A recent calculation of the ‘big picture’ in cosmic theory has the universe pulsing in an endless series of entropic expansions and contractions. When things reach a certain maximum (minimum?) of composition and the black holes go ‘pop,’ and disappear, it all starts over again. Nifty. Someone or ones will get a Nobel prize for physics and the world we can know (as opposed to the ones we can’t) will go on: governments will tax and pillage while people try to find some measure of happiness with the part of this universe that is theirs; thugs will rape and kill and wars will be fought over religions both political and metaphysical; and the weather will turn and twist over an Earth we pretend to understand, for reasons we have not yet fathomed.
It can be argued (and is argued) that understanding the ‘big picture’ will throw some light on the smaller vignettes of human interest that are all about us. I suspect that those who argue such things will still be arguing tomorrow and into the next millennium. The thugs will still be raping and murdering. Governments will continue to suck the marrow from the bone. Politicians and self-appointed ‘leaders’ will still seek to tell everyone else how to live and what to do while they themselves try to get away with whatever is not nailed down. Religions will still assert their unique favor in the eyes of God and kill anyone who disagrees. The weather will change.
This is not to say that all is just ‘weather.’ We obviously do not live in an endless cycle of torment and tumult. The fantastic changes in human society of the last four thousand years are ample witness to that (as are the lilies of the field). The tens of millions that once lurked in the habitable portions of the planet four thousand years ago have become billions and some even sit upon the boulevard and enjoy their coffee while observing the beauties of mother nature. Our children survive infancy (those we do not abort). Our lives last beyond the four-score and seven (though we have yet to value the years and hours we’ve gained). We even have the luxury of time between gathering and hunting to theorize about the origins and destiny of the universe. This act, in itself, is a sort of supreme endeavor and some measure of what we might do.
This then is no argument at all, in fact. It is an observation while looking out a window on a rainy day and wishing I had gone for a walk yesterday when it was sunny and splendid. It is a small wonderment on what I try to do now, and a worry for the future of my children, all against a landscape littered with the debris of those who are short-sighted and unkind, yet softened by the glimmer of rain upon the surface.

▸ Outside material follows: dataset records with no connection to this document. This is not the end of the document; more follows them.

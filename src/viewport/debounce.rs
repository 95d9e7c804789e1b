use std::time::Duration;

use tokio::sync::broadcast::{self, error::RecvError};

/// Calls `on_settle` once per burst of notifications, after `window` has
/// passed without a new one. Returns when the notification source closes; a
/// burst still pending at that point is delivered first.
pub(crate) async fn debounced<F>(
    mut events: broadcast::Receiver<()>,
    window: Duration,
    mut on_settle: F,
) where
    F: FnMut(),
{
    loop {
        match events.recv().await {
            Ok(()) | Err(RecvError::Lagged(_)) => {}
            Err(RecvError::Closed) => return,
        }
        let closed = quiesce(&mut events, window).await;
        on_settle();
        if closed {
            return;
        }
    }
}

/// Waits until `window` elapses with no notification. Returns `true` if the
/// source closed instead.
async fn quiesce(events: &mut broadcast::Receiver<()>, window: Duration) -> bool {
    loop {
        tokio::select! {
            event = events.recv() => match event {
                Ok(()) | Err(RecvError::Lagged(_)) => continue,
                Err(RecvError::Closed) => return true,
            },
            () = tokio::time::sleep(window) => return false,
        }
    }
}

#[cfg(test)]
mod tests {
    use super::*;
    use std::sync::atomic::{AtomicUsize, Ordering};
    use std::sync::Arc;

    const WINDOW: Duration = Duration::from_millis(200);

    fn spawn_counter(
        rx: broadcast::Receiver<()>,
    ) -> (Arc<AtomicUsize>, tokio::task::JoinHandle<()>) {
        let count = Arc::new(AtomicUsize::new(0));
        let seen = Arc::clone(&count);
        let task = tokio::spawn(debounced(rx, WINDOW, move || {
            seen.fetch_add(1, Ordering::SeqCst);
        }));
        (count, task)
    }

    #[tokio::test(start_paused = true)]
    async fn test_burst_collapses_to_one() {
        let (tx, rx) = broadcast::channel(16);
        let (count, _task) = spawn_counter(rx);

        for _ in 0..3 {
            tx.send(()).unwrap();
            tokio::time::sleep(Duration::from_millis(100)).await;
        }
        assert_eq!(count.load(Ordering::SeqCst), 0);

        tokio::time::sleep(Duration::from_millis(150)).await;
        assert_eq!(count.load(Ordering::SeqCst), 1);
    }

    #[tokio::test(start_paused = true)]
    async fn test_separate_bursts_fire_separately() {
        let (tx, rx) = broadcast::channel(16);
        let (count, _task) = spawn_counter(rx);

        tx.send(()).unwrap();
        tokio::time::sleep(Duration::from_millis(300)).await;
        tx.send(()).unwrap();
        tokio::time::sleep(Duration::from_millis(300)).await;
        assert_eq!(count.load(Ordering::SeqCst), 2);
    }

    #[tokio::test(start_paused = true)]
    async fn test_close_flushes_pending_burst() {
        let (tx, rx) = broadcast::channel(16);
        let (count, task) = spawn_counter(rx);

        tx.send(()).unwrap();
        drop(tx);
        task.await.unwrap();
        assert_eq!(count.load(Ordering::SeqCst), 1);
    }
}
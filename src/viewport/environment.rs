//! Host environment: execution context, viewport measurement and resize
//! notifications.

use std::sync::{Arc, Mutex, PoisonError};

use tokio::sync::broadcast;
use tracing::trace;

const RESIZE_CHANNEL_CAPACITY: usize = 16;

/// Viewport size in pixels.
#[derive(Debug, Clone, Copy, Default, PartialEq, Eq)]
pub struct Viewport {
    pub width: u32,
    pub height: u32,
}

impl Viewport {
    pub const fn new(width: u32, height: u32) -> Self {
        Self { width, height }
    }
}

/// Whether live viewport measurement is available.
#[derive(Debug, Clone, Copy, PartialEq, Eq)]
pub enum ExecutionContext {
    /// Interactive context with a real viewport.
    Browser,
    /// Server-side, test or otherwise non-interactive context.
    Headless,
}

impl ExecutionContext {
    pub fn is_browser(self) -> bool {
        self == ExecutionContext::Browser
    }
}

/// What a [`ViewportDispatcher`](super::ViewportDispatcher) needs from its host.
pub trait Environment: Send + Sync {
    fn context(&self) -> ExecutionContext;

    /// Current viewport measurement.
    fn measure(&self) -> Viewport;

    /// A fresh receiver of resize notifications. Each notification only says
    /// "the viewport changed"; the new size comes from [`measure`](Self::measure).
    fn resize_events(&self) -> broadcast::Receiver<()>;
}

/// Environment driven by the host application: it records the latest
/// measurement and fans resize notifications out to every subscriber.
#[derive(Debug)]
pub struct HostEnvironment {
    context: ExecutionContext,
    viewport: Mutex<Viewport>,
    resize_tx: broadcast::Sender<()>,
}

impl HostEnvironment {
    pub fn new(context: ExecutionContext, initial: Viewport) -> Arc<Self> {
        let (resize_tx, _) = broadcast::channel(RESIZE_CHANNEL_CAPACITY);
        Arc::new(Self {
            context,
            viewport: Mutex::new(initial),
            resize_tx,
        })
    }

    pub fn browser(initial: Viewport) -> Arc<Self> {
        Self::new(ExecutionContext::Browser, initial)
    }

    pub fn headless() -> Arc<Self> {
        Self::new(ExecutionContext::Headless, Viewport::default())
    }

    /// Records a new measurement and notifies subscribers.
    pub fn resize(&self, viewport: Viewport) {
        *self.viewport.lock().unwrap_or_else(PoisonError::into_inner) = viewport;
        // No subscribers yet is fine.
        let receivers = self.resize_tx.send(()).unwrap_or(0);
        trace!(width = viewport.width, height = viewport.height, receivers, "resize notified");
    }
}

impl Environment for HostEnvironment {
    fn context(&self) -> ExecutionContext {
        self.context
    }

    fn measure(&self) -> Viewport {
        *self.viewport.lock().unwrap_or_else(PoisonError::into_inner)
    }

    fn resize_events(&self) -> broadcast::Receiver<()> {
        self.resize_tx.subscribe()
    }
}
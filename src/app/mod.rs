//! Demo host logic: page state, event handling, and the view-layer bindings.

pub mod event;
pub mod handler;
pub mod state;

I am in fact in the midst of writing a novel about — after stripping away the plot and narrative — the meanness of some and the generosity of others. The effort has me concerned about the future. My concern is over trends in our present culture that reveal a shallow base. Our roots, though tens of thousands of years old, are not deep in any cosmic sense. In my short lifetime I have seen an amazing overturn of values and beliefs. Because I tend to read older books and commune with minds that have long since passed from my time, I have come to believe that I am trying to write for an audience that may read my work well after I have left the scene (or the scene of the crime as it might be). At the least, that’s my belief.
And I know that a great deal of my desire to write is tied to a simple need to escape the actual and the mundane. Similar faults riddle any human effort, and I happily dismiss such facts as irrelevant to the value of the work. I know as well that my own talents, what ever they might be, are limited. This too I try to ignore, though it intrudes on my efforts as constantly as the small lump of stuffing that nags from the seat of my chair. Trying to keep my work within any perceived limits of my abilities is a useless naval gazing which would quickly spiral into one of those black holes I was reading about. I’m not sure I would even hear the ‘pop.’ In any case, there has always been a greater pleasure to be found in reaching beyond my grasp. Like a good morning stretch. Pleasure does not adequately describe it, but let that be.
The regret for a moment lost in the sun, missed out of lethargy and inertia, has no cosmic weight amidst the hurtle of time. What I could have known then, never was (unless I choose to imagine it). What I did then was sit upon my lumpy chair, as I do now, and write. What I wrote then may be a mere trickle of digital code in an ocean of electrons, but then again, like a drop of rain, it just might bear a glimpse into the origins of the universe.
Probably not. But still . . .
The current expansion of the universe goads me. I feel it in my bones (just this side of the lump in my chair). Entropy will out, so to speak. I must grab the moment, grasp it, give it rein, and hold on for the ride.